● **Description of the task**:
Word for word, restate every line of the listing that follows.

┌──

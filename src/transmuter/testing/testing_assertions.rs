//! Fluent assertion API for syntax trees

use crate::transmuter::parsing::tree::{Branch, Leaf, SyntaxTree, TreeNode};

// ============================================================================
// Entry Point
// ============================================================================

/// Create an assertion builder for a tree, positioned on its root branch
pub fn assert_tree(tree: &SyntaxTree) -> BranchAssertion<'_> {
    BranchAssertion {
        branch: &tree.root,
        context: "root".to_string(),
    }
}

// ============================================================================
// Branch Assertions
// ============================================================================

pub struct BranchAssertion<'a> {
    branch: &'a Branch,
    context: String,
}

impl<'a> BranchAssertion<'a> {
    /// Assert the rule this branch instantiates
    pub fn rule(self, expected: &str) -> Self {
        assert_eq!(
            self.branch.rule, expected,
            "{}: Expected rule '{}', found '{}'",
            self.context, expected, self.branch.rule
        );
        self
    }

    /// Assert the number of direct children (tokens and sub-branches)
    pub fn child_count(self, expected: usize) -> Self {
        let actual = self.branch.children.len();
        assert_eq!(
            actual,
            expected,
            "{}: Expected {} children, found {}: [{}]",
            self.context,
            expected,
            actual,
            summarize_children(&self.branch.children)
        );
        self
    }

    /// Assert on a specific child by index
    pub fn child<F>(self, index: usize, assertion: F) -> Self
    where
        F: FnOnce(NodeAssertion<'a>),
    {
        assert!(
            index < self.branch.children.len(),
            "{}: Child index {} out of bounds (branch has {} children: [{}])",
            self.context,
            index,
            self.branch.children.len(),
            summarize_children(&self.branch.children)
        );
        assertion(NodeAssertion {
            node: &self.branch.children[index],
            context: format!("{}.children[{}]", self.context, index),
        });
        self
    }

    /// Assert the texts of every token below this branch, in order
    pub fn tokens(self, expected: &[&str]) -> Self {
        let leaves = self.branch.tokens();
        let actual: Vec<&str> = leaves.iter().map(|leaf| leaf.text.as_str()).collect();
        assert_eq!(actual, expected, "{}: Token texts differ", self.context);
        self
    }

    /// Assert the token texts joined by single spaces
    pub fn text(self, expected: &str) -> Self {
        let actual = self.branch.text();
        assert_eq!(actual, expected, "{}: Text differs", self.context);
        self
    }

    /// Assert how many branches below (and including) this one instantiate `rule`
    pub fn contains_rule(self, rule: &str, expected: usize) -> Self {
        let actual = self.branch.find_all(rule).len();
        assert_eq!(
            actual, expected,
            "{}: Expected {} '{}' branches, found {}",
            self.context, expected, rule, actual
        );
        self
    }

    /// Assert the covered character range, as indices into the input
    pub fn covers(self, start: usize, end: usize) -> Self {
        let span = self.branch.span;
        assert_eq!(
            (span.start.index, span.end.index),
            (start, end),
            "{}: Expected span {}..{}, found {}",
            self.context,
            start,
            end,
            span
        );
        self
    }

    pub fn is_empty(self) -> Self {
        assert!(
            self.branch.children.is_empty(),
            "{}: Expected an empty branch, found [{}]",
            self.context,
            summarize_children(&self.branch.children)
        );
        self
    }
}

// ============================================================================
// Node Assertions
// ============================================================================

pub struct NodeAssertion<'a> {
    node: &'a TreeNode,
    context: String,
}

impl<'a> NodeAssertion<'a> {
    pub fn assert_branch(self) -> BranchAssertion<'a> {
        match self.node {
            TreeNode::Branch(branch) => BranchAssertion {
                branch,
                context: self.context,
            },
            other => panic!(
                "{}: Expected branch, found {}",
                self.context,
                summarize_node(other)
            ),
        }
    }

    pub fn assert_leaf(self) -> LeafAssertion<'a> {
        match self.node {
            TreeNode::Leaf(leaf) => LeafAssertion {
                leaf,
                context: self.context,
            },
            other => panic!(
                "{}: Expected leaf, found {}",
                self.context,
                summarize_node(other)
            ),
        }
    }
}

// ============================================================================
// Leaf Assertions
// ============================================================================

pub struct LeafAssertion<'a> {
    leaf: &'a Leaf,
    context: String,
}

impl LeafAssertion<'_> {
    /// Assert the token carries `expected` among its tags
    pub fn tag(self, expected: &str) -> Self {
        assert!(
            self.leaf.has_tag(expected),
            "{}: Expected tag '{}', found [{}]",
            self.context,
            expected,
            self.leaf.tags.join(", ")
        );
        self
    }

    /// Assert the exact tag set, in lexicon order
    pub fn tags(self, expected: &[&str]) -> Self {
        assert_eq!(self.leaf.tags, expected, "{}: Tags differ", self.context);
        self
    }

    pub fn text(self, expected: &str) -> Self {
        assert_eq!(
            self.leaf.text, expected,
            "{}: Expected text {:?}, found {:?}",
            self.context, expected, self.leaf.text
        );
        self
    }

    /// Assert the token starts at the given line and column
    pub fn starts_at(self, line: usize, column: usize) -> Self {
        let start = self.leaf.span.start;
        assert_eq!(
            (start.line, start.column),
            (line, column),
            "{}: Expected token to start at {}:{}, found {}",
            self.context,
            line,
            column,
            start
        );
        self
    }
}

// ============================================================================
// Helpers
// ============================================================================

fn summarize_node(node: &TreeNode) -> String {
    match node {
        TreeNode::Branch(branch) => format!("Branch({})", branch.rule),
        TreeNode::Leaf(leaf) => format!("Leaf({} {:?})", leaf.tags.join("|"), leaf.text),
    }
}

fn summarize_children(children: &[TreeNode]) -> String {
    children
        .iter()
        .map(summarize_node)
        .collect::<Vec<_>>()
        .join(", ")
}

#[cfg(test)]
mod tests {
    use super::*;
    use crate::transmuter::range::{Position, Span};

    fn sample() -> SyntaxTree {
        let a = Span::new(Position::START, Position::new(1, 1, 2));
        let b = Span::new(Position::new(2, 1, 3), Position::new(3, 1, 4));
        SyntaxTree::new(Branch {
            rule: "Root".to_string(),
            span: a.cover(&b),
            children: vec![
                TreeNode::Leaf(Leaf {
                    tags: vec!["A".to_string()],
                    text: "a".to_string(),
                    span: a,
                }),
                TreeNode::Branch(Branch {
                    rule: "Tail".to_string(),
                    span: b,
                    children: vec![TreeNode::Leaf(Leaf {
                        tags: vec!["B".to_string()],
                        text: "b".to_string(),
                        span: b,
                    })],
                }),
            ],
        })
    }

    #[test]
    fn test_fluent_navigation() {
        let tree = sample();
        assert_tree(&tree)
            .rule("Root")
            .child_count(2)
            .covers(0, 3)
            .tokens(&["a", "b"])
            .text("a b")
            .contains_rule("Tail", 1)
            .child(0, |child| {
                child.assert_leaf().tag("A").text("a").starts_at(1, 1);
            })
            .child(1, |child| {
                child
                    .assert_branch()
                    .rule("Tail")
                    .child(0, |leaf| {
                        leaf.assert_leaf().tags(&["B"]).starts_at(1, 3);
                    });
            });
    }

    #[test]
    #[should_panic(expected = "root.children[0]: Expected branch, found Leaf(A \"a\")")]
    fn test_wrong_node_kind_names_path() {
        let tree = sample();
        assert_tree(&tree).child(0, |child| {
            child.assert_branch();
        });
    }

    #[test]
    #[should_panic(expected = "Expected 3 children, found 2: [Leaf(A \"a\"), Branch(Tail)]")]
    fn test_child_count_summarises_children() {
        let tree = sample();
        assert_tree(&tree).child_count(3);
    }
}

└──

● **Task response**:
filename src/transmuter/testing/testing_assertions.rs
//! Fluent assertion API for syntax trees

use crate::transmuter::parsing::tree::{Branch, Leaf, SyntaxTree, TreeNode};

// ============================================================================
// Entry Point
// ============================================================================

/// Create an assertion builder for a tree, positioned on its root branch
pub fn assert_tree(tree: &SyntaxTree) -> BranchAssertion<'_> {
    BranchAssertion {
        branch: &tree.root,
        context: "root".to_string(),
    }
}

// ============================================================================
// Branch Assertions
// ============================================================================

pub struct BranchAssertion<'a> {
    branch: &'a Branch,
    context: String,
}

impl<'a> BranchAssertion<'a> {
    /// Assert the rule this branch instantiates
    pub fn rule(self, expected: &str) -> Self {
        assert_eq!(
            self.branch.rule, expected,
            "{}: Expected rule '{}', found '{}'",
            self.context, expected, self.branch.rule
        );
        self
    }

    /// Assert the number of direct children (tokens and sub-branches)
    pub fn child_count(self, expected: usize) -> Self {
        let actual = self.branch.children.len();
        assert_eq!(
            actual,
            expected,
            "{}: Expected {} children, found {}: [{}]",
            self.context,
            expected,
            actual,
            summarize_children(&self.branch.children)
        );
        self
    }

    /// Assert on a specific child by index
    pub fn child<F>(self, index: usize, assertion: F) -> Self
    where
        F: FnOnce(NodeAssertion<'a>),
    {
        assert!(
            index < self.branch.children.len(),
            "{}: Child index {} out of bounds (branch has {} children: [{}])",
            self.context,
            index,
            self.branch.children.len(),
            summarize_children(&self.branch.children)
        );
        assertion(NodeAssertion {
            node: &self.branch.children[index],
            context: format!("{}.children[{}]", self.context, index),
        });
        self
    }

    /// Assert the texts of every token below this branch, in order
    pub fn tokens(self, expected: &[&str]) -> Self {
        let leaves = self.branch.tokens();
        let actual: Vec<&str> = leaves.iter().map(|leaf| leaf.text.as_str()).collect();
        assert_eq!(actual, expected, "{}: Token texts differ", self.context);
        self
    }

    /// Assert the token texts joined by single spaces
    pub fn text(self, expected: &str) -> Self {
        let actual = self.branch.text();
        assert_eq!(actual, expected, "{}: Text differs", self.context);
        self
    }

    /// Assert how many branches below (and including) this one instantiate `rule`
    pub fn contains_rule(self, rule: &str, expected: usize) -> Self {
        let actual = self.branch.find_all(rule).len();
        assert_eq!(
            actual, expected,
            "{}: Expected {} '{}' branches, found {}",
            self.context, expected, rule, actual
        );
        self
    }

    /// Assert the covered character range, as indices into the input
    pub fn covers(self, start: usize, end: usize) -> Self {
        let span = self.branch.span;
        assert_eq!(
            (span.start.index, span.end.index),
            (start, end),
            "{}: Expected span {}..{}, found {}",
            self.context,
            start,
            end,
            span
        );
        self
    }

    pub fn is_empty(self) -> Self {
        assert!(
            self.branch.children.is_empty(),
            "{}: Expected an empty branch, found [{}]",
            self.context,
            summarize_children(&self.branch.children)
        );
        self
    }
}

// ============================================================================
// Node Assertions
// ============================================================================

pub struct NodeAssertion<'a> {
    node: &'a TreeNode,
    context: String,
}

impl<'a> NodeAssertion<'a> {
    pub fn assert_branch(self) -> BranchAssertion<'a> {
        match self.node {
            TreeNode::Branch(branch) => BranchAssertion {
                branch,
                context: self.context,
            },
            other => panic!(
                "{}: Expected branch, found {}",
                self.context,
                summarize_node(other)
            ),
        }
    }

    pub fn assert_leaf(self) -> LeafAssertion<'a> {
        match self.node {
            TreeNode::Leaf(leaf) => LeafAssertion {
                leaf,
                context: self.context,
            },
            other => panic!(
                "{}: Expected leaf, found {}",
                self.context,
                summarize_node(other)
            ),
        }
    }
}

// ============================================================================
// Leaf Assertions
// ============================================================================

pub struct LeafAssertion<'a> {
    leaf: &'a Leaf,
    context: String,
}

impl LeafAssertion<'_> {
    /// Assert the token carries `expected` among its tags
    pub fn tag(self, expected: &str) -> Self {
        assert!(
            self.leaf.has_tag(expected),
            "{}: Expected tag '{}', found [{}]",
            self.context,
            expected,
            self.leaf.tags.join(", ")
        );
        self
    }

    /// Assert the exact tag set, in lexicon order
    pub fn tags(self, expected: &[&str]) -> Self {
        assert_eq!(self.leaf.tags, expected, "{}: Tags differ", self.context);
        self
    }

    pub fn text(self, expected: &str) -> Self {
        assert_eq!(
            self.leaf.text, expected,
            "{}: Expected text {:?}, found {:?}",
            self.context, expected, self.leaf.text
        );
        self
    }

    /// Assert the token starts at the given line and column
    pub fn starts_at(self, line: usize, column: usize) -> Self {
        let start = self.leaf.span.start;
        assert_eq!(
            (start.line, start.column),
            (line, column),
            "{}: Expected token to start at {}:{}, found {}",
            self.context,
            line,
            column,
            start
        );
        self
    }
}

// ============================================================================
// Helpers
// ============================================================================

fn summarize_node(node: &TreeNode) -> String {
    match node {
        TreeNode::Branch(branch) => format!("Branch({})", branch.rule),
        TreeNode::Leaf(leaf) => format!("Leaf({} {:?})", leaf.tags.join("|"), leaf.text),
    }
}

fn summarize_children(children: &[TreeNode]) -> String {
    children
        .iter()
        .map(summarize_node)
        .collect::<Vec<_>>()
        .join(", ")
}

#[cfg(test)]
mod tests {
    use super::*;
    use crate::transmuter::range::{Position, Span};

    fn sample() -> SyntaxTree {
        let a = Span::new(Position::START, Position::new(1, 1, 2));
        let b = Span::new(Position::new(2, 1, 3), Position::new(3, 1, 4));
        SyntaxTree::new(Branch {
            rule: "Root".to_string(),
            span: a.cover(&b),
            children: vec![
                TreeNode::Leaf(Leaf {
                    tags: vec!["A".to_string()],
                    text: "a".to_string(),
                    span: a,
                }),
                TreeNode::Branch(Branch {
                    rule: "Tail".to_string(),
                    span: b,
                    children: vec![TreeNode::Leaf(Leaf {
                        tags: vec!["B".to_string()],
                        text: "b".to_string(),
                        span: b,
                    })],
                }),
            ],
        })
    }

    #[test]
    fn test_fluent_navigation() {
        let tree = sample();
        assert_tree(&tree)
            .rule("Root")
            .child_count(2)
            .covers(0, 3)
            .tokens(&["a", "b"])
            .text("a b")
            .contains_rule("Tail", 1)
            .child(0, |child| {
                child.assert_leaf().tag("A").text("a").starts_at(1, 1);
            })
            .child(1, |child| {
                child
                    .assert_branch()
                    .rule("Tail")
                    .child(0, |leaf| {
                        leaf.assert_leaf().tags(&["B"]).starts_at(1, 3);
                    });
            });
    }

    #[test]
    #[should_panic(expected = "root.children[0]: Expected branch, found Leaf(A \"a\")")]
    fn test_wrong_node_kind_names_path() {
        let tree = sample();
        assert_tree(&tree).child(0, |child| {
            child.assert_branch();
        });
    }

    #[test]
    #[should_panic(expected = "Expected 3 children, found 2: [Leaf(A \"a\"), Branch(Tail)]")]
    fn test_child_count_summarises_children() {
        let tree = sample();
        assert_tree(&tree).child_count(3);
    }
}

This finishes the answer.